The INSIDER daily digest -- March 27, 2020

By John Liang / March 27, 2020 at 1:37 PM

This Friday INSIDER Daily Digest has news on the effect of the Senate's COVID-19 funding bill on other transaction agreements, the Raytheon-United Technologies merger and more.

We start off with a look at this week's COVID-19 funding bill and its effect on other transaction agreements:

Emergency spending bill gives DOD more flexibility to make awards for coronavirus response

The coronavirus relief legislation passed by the Senate this week would loosen restrictions on how the Defense Department can award larger other transaction agreements for prototypes related to COVID-19.

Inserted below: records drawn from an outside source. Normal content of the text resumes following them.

//! CSS box-model and flow layout.
//!
//! This module implements the CSS Visual Formatting Model: block layout with
//! margin collapsing, float placement, and the three-phase inline pipeline.
//!
//! # Relevant Specifications
//!
//! - [CSS 2.1 Visual Formatting Model](https://www.w3.org/TR/CSS2/visuren.html)
//! - [CSS 2.1 Visual Formatting Model Details](https://www.w3.org/TR/CSS2/visudet.html)
//! - [CSS Display Module Level 3](https://www.w3.org/TR/css-display-3/)
//! - [CSS Box Model Module Level 3](https://www.w3.org/TR/css-box-3/)
//! - [CSS Text Module Level 3](https://www.w3.org/TR/css-text-3/)
//!
//! # Module Structure
//!
//! - [`box_model`] - Box dimensions, rectangles, and edge sizes
//! - [`values`] - Unresolved and auto value types
//! - [`layout_box`] - Layout box types and box tree construction
//! - [`exclusion`] - Immutable exclusion space for float intrusions
//! - [`constraint`] - Immutable constraint space for the inline pipeline
//! - [`float`] - Float placement, clearance, and BFC containment
//! - [`intrinsic`] - Min/max-content measurement and shrink-to-fit
//! - [`inline`] - Inline item collection (pipeline phase 1)
//! - [`line_breaker`] - Line breaking (pipeline phase 2)
//! - [`fragment`] - Fragment construction (pipeline phase 3)
//! - [`flow`] - The recursive flow builder tying everything together

pub mod box_model;
pub mod constraint;
pub mod exclusion;
pub mod float;
pub mod flow;
pub mod fragment;
pub mod inline;
pub mod intrinsic;
pub mod layout_box;
pub mod line_breaker;
pub mod values;

// Re-exports for convenience
pub use box_model::{BoxDimensions, EdgeSizes, Rect, Size};
pub use constraint::ConstraintSpace;
pub use exclusion::{Exclusion, ExclusionSpace, FloatSide};
pub use float::{ClearSide, FloatManager, PlacedFloat};
pub use flow::{collapse_margins, layout_document, layout_tree, LayoutContext};
pub use fragment::{Fragment, FragmentKind, LineBox};
pub use inline::{
    collect_inline_items, ApproximateFontMetrics, BoxPath, FontMetrics, InlineItem, InlineItemKind,
};
pub use intrinsic::{max_content_width, min_content_width, shrink_to_fit_width};
pub use layout_box::{
    box_at_path, box_at_path_mut, build_box_tree, BoxType, FirstLetterStyle, LayoutBox,
    ReplacedSizes, FALLBACK_REPLACED_HEIGHT, FALLBACK_REPLACED_WIDTH,
};
pub use line_breaker::{break_into_lines, find_break_opportunity, LineInfo};
pub use values::{AutoEdgeSizes, AutoOr, UnresolvedAutoEdgeSizes, UnresolvedEdgeSizes};

use crate::style::DisplayValue;

// [HTML Living Standard § 15 Rendering](https://html.spec.whatwg.org/multipage/rendering.html)
// defines the default CSS styles for HTML elements.

/// Returns the default display value for an HTML element.
///
/// [§ 15.3.1 Hidden elements](https://html.spec.whatwg.org/multipage/rendering.html#hidden-elements)
/// [§ 15.3.2 The page](https://html.spec.whatwg.org/multipage/rendering.html#the-page)
/// [§ 15.3.3 Flow content](https://html.spec.whatwg.org/multipage/rendering.html#flow-content-3)
#[must_use]
pub fn default_display_for_element(tag_name: &str) -> Option<DisplayValue> {
    // [§ 15.3.1 Hidden elements]
    // "The following elements must have their display set to none:"
    // area, base, basefont, datalist, head, link, meta, noembed,
    // noframes, param, rp, script, style, template, title
    let hidden = [
        "area", "base", "basefont", "datalist", "head", "link", "meta", "noembed", "noframes",
        "param", "rp", "script", "style", "template", "title",
    ];
    if hidden.contains(&tag_name) {
        return None; // display: none
    }

    // [§ 15.3.3 Flow content]
    // Block-level elements by default. List items are laid out as plain
    // blocks here; marker generation is a paint concern this engine leaves
    // to the embedder.
    let block_elements = [
        "address",
        "article",
        "aside",
        "blockquote",
        "body",
        "center",
        "dd",
        "details",
        "dialog",
        "dir",
        "div",
        "dl",
        "dt",
        "fieldset",
        "figcaption",
        "figure",
        "footer",
        "form",
        "h1",
        "h2",
        "h3",
        "h4",
        "h5",
        "h6",
        "header",
        "hgroup",
        "hr",
        "html",
        "legend",
        "li",
        "listing",
        "main",
        "menu",
        "nav",
        "ol",
        "p",
        "plaintext",
        "pre",
        "search",
        "section",
        "summary",
        "ul",
        "xmp",
    ];
    if block_elements.contains(&tag_name) {
        return Some(DisplayValue::block());
    }

    // [§ 15.5.12 The input element](https://html.spec.whatwg.org/multipage/rendering.html#the-input-element-as-a-form-control)
    // [§ 15.5.13 The button element](https://html.spec.whatwg.org/multipage/rendering.html#the-button-element)
    // [§ 15.5.14 The textarea element](https://html.spec.whatwg.org/multipage/rendering.html#the-textarea-element)
    // [§ 15.5.15 The select element](https://html.spec.whatwg.org/multipage/rendering.html#the-select-element)
    //
    // Form controls are inline-block by default.
    if matches!(tag_name, "input" | "button" | "textarea" | "select") {
        return Some(DisplayValue::inline_block());
    }

    // Inline elements (default)
    // a, abbr, b, br, cite, code, em, i, img, kbd, label, mark, q, s, samp,
    // small, span, strong, sub, sup, time, u, var, wbr
    Some(DisplayValue::inline())
}
#[test]
fn test_atomic_inline_block_sits_on_the_line() {
    let mut tree = DomTree::new();
    let root = tree.append_element(tree.root(), "p");
    let _ = tree.append_text(root, "ab");
    let span = tree.append_element(root, "span");
    let _ = tree.append_text(root, "cd");
    let mut styles = StyleMap::new();
    let _ = styles.insert(
        span,
        ComputedStyle {
            display: Some(DisplayValue::inline_block()),
            width: px(30.0),
            height: px(25.0),
            ..ComputedStyle::default()
        },
    );

    let laid = layout(&tree, &styles);
    assert_eq!(laid.line_boxes.len(), 1);
    let line = &laid.line_boxes[0];
    assert!(
        (line.rect.height - 25.0).abs() < EPSILON,
        "the tallest item sets the line height"
    );
    assert!((line.rect.width - (2.0 * CHAR + 30.0 + 2.0 * CHAR)).abs() < EPSILON);
    let span_box = &laid.children[1];
    assert!((span_box.dimensions.content.x - 2.0 * CHAR).abs() < EPSILON);
    assert!(span_box.dimensions.content.y.abs() < EPSILON);
    assert!((span_box.dimensions.content.width - 30.0).abs() < EPSILON);
    assert!((span_box.dimensions.content.height - 25.0).abs() < EPSILON);
}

Looks like the Raytheon-United Technologies merger can go through, albeit with caveats:

Justice Department says Raytheon-UTC deal can proceed after three divestitures

The Justice Department said Thursday that United Technologies and Raytheon must divest Raytheon's military airborne radios business, UTC's military global positioning systems and UTC's large space-based optical systems businesses to move forward with the companies' planned merger.

The Marine Corps this week issued its 2030 force design document:

Marine Corps force design questions future of ARV, F-35 requirements

The Marine Corps' new force design initiative raises questions about a future major vehicle program and the requirements for the F-35 Joint Strike Fighter in the 2030 fight.

Document: Marine Corps' Force Design 2030

Inside Defense this week interviewed Willie Nelson, director of the Army's Assured Positioning, Navigation and Timing Cross-Functional Team:

Army completes first series of 18-month space strategy 'learning campaign'

The Army on Wednesday completed the first series of exercises in an 18-month "learning campaign" intended to gather data on different capabilities the service can implement in its space strategy.

Lockheed Martin recently got a big missile defense contract:

MDA awards Lockheed nearly $1B THAAD contract for Army, Saudi Arabia

The Missile Defense Agency has awarded Lockheed Martin a $932 million contract for Terminal High Altitude Area Defense interceptors in a deal to finance procurement with Saudi Arabia, which is responsible for the bulk of the purchase.

The Air Force won't be awarding a sole-source training aircraft contract after all:

Air Force reverses plan to sole-source RFX training contract after industry feedback

After notifying industry that it planned to award a sole-source contract to lease advanced training jets in support of a possible new concept of operations for fighter pilot training dubbed Reforge, Air Combat Command confirmed to Inside Defense this week it has opted to open the competition after reviewing industry responses to its notice.

Last but by no means least, some cyber defense news from our colleagues at Inside Cybersecurity:

CMMC claims by IT firm reflect market tensions amid Pentagon's upcoming cyber certification

An information technology company's adjustment to its claims about cybersecurity certification under an emerging Pentagon program reflects tensions in the marketplace, as the Defense Department aggressively pushes forward on landmark requirements and businesses strive to keep up in preparing for compliance and new clients.